→ Task objective:
Everything from the line containing "if self.count() == 0" through the line containing "pub fn enqueue(&self, effect: SideEffect)" in the listing below should be copied exactly, and nothing more.

→ Data under study:
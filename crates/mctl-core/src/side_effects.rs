//! Background work that request handlers and the execution loop hand off instead of awaiting.

use std::sync::atomic::{AtomicUsize, Ordering};
use std::sync::Arc;
use std::time::Duration;

use async_trait::async_trait;
use serde::{Deserialize, Serialize};
use serde_json::json;
use tokio::sync::{mpsc, Notify};
use tracing::Level;

use mctl_observability::{emit_event, ObservabilityEvent, ProcessKind};

use crate::{EventBus, Notification};

#[derive(Debug, Clone, PartialEq, Serialize, Deserialize)]
#[serde(tag = "kind", rename_all = "snake_case")]
pub enum SideEffect {
    Orchestrate { task_id: String },
    /// A task completed; check whether its parent can be synthesized.
    FanIn { task_id: String },
    FanInParent { parent_id: String },
    Replan { insight_id: String },
    Notify { notification: Notification },
    /// Archive and broadcast a finished master report.
    Deliver { task_id: String },
}

impl SideEffect {
    pub fn kind(&self) -> &'static str {
        match self {
            SideEffect::Orchestrate { .. } => "orchestrate",
            SideEffect::FanIn { .. } => "fan_in",
            SideEffect::FanInParent { .. } => "fan_in_parent",
            SideEffect::Replan { .. } => "replan",
            SideEffect::Notify { .. } => "notify",
            SideEffect::Deliver { .. } => "deliver",
        }
    }

    fn subject(&self) -> &str {
        match self {
            SideEffect::Orchestrate { task_id }
            | SideEffect::FanIn { task_id }
            | SideEffect::Deliver { task_id } => task_id,
            SideEffect::FanInParent { parent_id } => parent_id,
            SideEffect::Replan { insight_id } => insight_id,
            SideEffect::Notify { notification } => notification.task_id.as_deref().unwrap_or(""),
        }
    }
}

#[async_trait]
pub trait SideEffectHandler: Send + Sync {
    async fn handle(&self, effect: &SideEffect) -> anyhow::Result<()>;
}

/// Counts background jobs that have not finished yet, including queued side effects and
/// spawned engine runs.
#[derive(Clone, Default)]
pub struct InFlight {
    inner: Arc<InFlightInner>,
}

#[derive(Default)]
struct InFlightInner {
    count: AtomicUsize,
    idle: Notify,
}

pub struct InFlightGuard {
    inner: Arc<InFlightInner>,
}

impl InFlight {
    pub fn enter(&self) -> InFlightGuard {
        self.inner.count.fetch_add(1, Ordering::SeqCst);
        InFlightGuard {
            inner: self.inner.clone(),
        }
    }

    pub fn count(&self) -> usize {
        self.inner.count.load(Ordering::SeqCst)
    }

    pub async fn wait_idle(&self) {
        loop {
            let notified = self.inner.idle.notified();
            tokio::pin!(notified);
            notified.as_mut().enable();
            if self.count() == 0 {
                return;
            }
            notified.await;
        }
    }
}

impl Drop for InFlightGuard {
    fn drop(&mut self) {
        if self.inner.count.fetch_sub(1, Ordering::SeqCst) == 1 {
            self.inner.idle.notify_waiters();
        }
    }
}

struct Queued {
    effect: SideEffect,
    guard: InFlightGuard,
}

#[derive(Clone)]
pub struct SideEffectQueue {
    tx: mpsc::UnboundedSender<Queued>,
    in_flight: InFlight,
}

pub struct SideEffectReceiver {
    rx: mpsc::UnboundedReceiver<Queued>,
}

impl SideEffectQueue {
    pub fn channel() -> (Self, SideEffectReceiver) {
        let (tx, rx) = mpsc::unbounded_channel();
        (
            Self {
                tx,
                in_flight: InFlight::default(),
            },
            SideEffectReceiver { rx },
        )
    }

    pub fn in_flight(&self) -> &InFlight {
        &self.in_flight
    }

    pub fn enqueue(&self, effect: SideEffect) {
        tracing::debug!(kind = effect.kind(), subject = effect.subject(), "side effect queued");
        let queued = Queued {
            effect,
            guard: self.in_flight.enter(),
        };
        if let Err(err) = self.tx.send(queued) {
            tracing::error!(
                kind = err.0.effect.kind(),
                "side-effect worker is gone; dropping effect"
            );
        }
    }
}

/// Drains the queue, running every effect on its own task with bounded retries.
pub fn spawn_side_effect_worker(
    receiver: SideEffectReceiver,
    handler: Arc<dyn SideEffectHandler>,
    bus: EventBus,
    max_attempts: u32,
) -> tokio::task::JoinHandle<()> {
    let SideEffectReceiver { mut rx } = receiver;
    tokio::spawn(async move {
        while let Some(Queued { effect, guard }) = rx.recv().await {
            let handler = handler.clone();
            let bus = bus.clone();
            tokio::spawn(async move {
                run_with_retries(&effect, handler.as_ref(), &bus, max_attempts.max(1)).await;
                drop(guard);
            });
        }
    })
}

async fn run_with_retries(
    effect: &SideEffect,
    handler: &dyn SideEffectHandler,
    bus: &EventBus,
    max_attempts: u32,
) {
    let mut attempt = 1;
    loop {
        match handler.handle(effect).await {
            Ok(()) => return,
            Err(err) if attempt < max_attempts => {
                tracing::warn!(
                    kind = effect.kind(),
                    attempt,
                    "side effect failed, retrying: {err:#}"
                );
                tokio::time::sleep(backoff(attempt)).await;
                attempt += 1;
            }
            Err(err) => {
                let detail = format!("{err:#}");
                emit_event(
                    Level::ERROR,
                    ProcessKind::Engine,
                    ObservabilityEvent::new("side_effects", "side_effect.failed")
                        .task(effect.subject())
                        .status(effect.kind())
                        .error_code("SIDE_EFFECT_FAILED")
                        .detail(&detail),
                );
                bus.emit(
                    "side_effect.failed",
                    json!({
                        "kind": effect.kind(),
                        "subject": effect.subject(),
                        "attempts": attempt,
                        "error": detail,
                    }),
                );
                return;
            }
        }
    }
}

fn backoff(attempt: u32) -> Duration {
    Duration::from_millis(50u64.saturating_mul(1 << attempt.min(6)))
}
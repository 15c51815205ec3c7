use chrono::{DateTime, Utc};
use serde::{Deserialize, Serialize};

#[derive(Debug, Clone, Copy, PartialEq, Eq, Hash, Serialize, Deserialize)]
#[serde(rename_all = "SCREAMING_SNAKE_CASE")]
pub enum Verdict {
    Approve,
    NeedsRevision,
    Block,
}

impl Verdict {
    pub fn as_str(self) -> &'static str {
        match self {
            Verdict::Approve => "APPROVE",
            Verdict::NeedsRevision => "NEEDS_REVISION",
            Verdict::Block => "BLOCK",
        }
    }
}

/// A verifier's verdict on a task. The latest review per task decides fan-in eligibility.
#[derive(Debug, Clone, Serialize, Deserialize)]
pub struct Review {
    pub id: String,
    pub task_id: String,
    pub verdict: Verdict,
    #[serde(default)]
    pub reviewer: String,
    #[serde(default)]
    pub summary: String,
    #[serde(default)]
    pub affected_tasks: Vec<String>,
    pub created_at: DateTime<Utc>,
}

#[derive(Debug, Clone, Deserialize)]
pub struct NewReview {
    pub task_id: String,
    pub verdict: Verdict,
    #[serde(default)]
    pub reviewer: String,
    #[serde(default)]
    pub summary: String,
    #[serde(default)]
    pub affected_tasks: Vec<String>,
}

impl Review {
    pub fn new(input: NewReview, now: DateTime<Utc>) -> Self {
        Self {
            id: crate::new_id("rev"),
            task_id: input.task_id,
            verdict: input.verdict,
            reviewer: input.reviewer,
            summary: input.summary,
            affected_tasks: input.affected_tasks,
            created_at: now,
        }
    }
}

→ Response area:
            if self.count() == 0 {
                return;
            }
            notified.await;
        }
    }
}

impl Drop for InFlightGuard {
    fn drop(&mut self) {
        if self.inner.count.fetch_sub(1, Ordering::SeqCst) == 1 {
            self.inner.idle.notify_waiters();
        }
    }
}

struct Queued {
    effect: SideEffect,
    guard: InFlightGuard,
}

#[derive(Clone)]
pub struct SideEffectQueue {
    tx: mpsc::UnboundedSender<Queued>,
    in_flight: InFlight,
}

pub struct SideEffectReceiver {
    rx: mpsc::UnboundedReceiver<Queued>,
}

impl SideEffectQueue {
    pub fn channel() -> (Self, SideEffectReceiver) {
        let (tx, rx) = mpsc::unbounded_channel();
        (
            Self {
                tx,
                in_flight: InFlight::default(),
            },
            SideEffectReceiver { rx },
        )
    }

    pub fn in_flight(&self) -> &InFlight {
        &self.in_flight
    }

    pub fn enqueue(&self, effect: SideEffect) {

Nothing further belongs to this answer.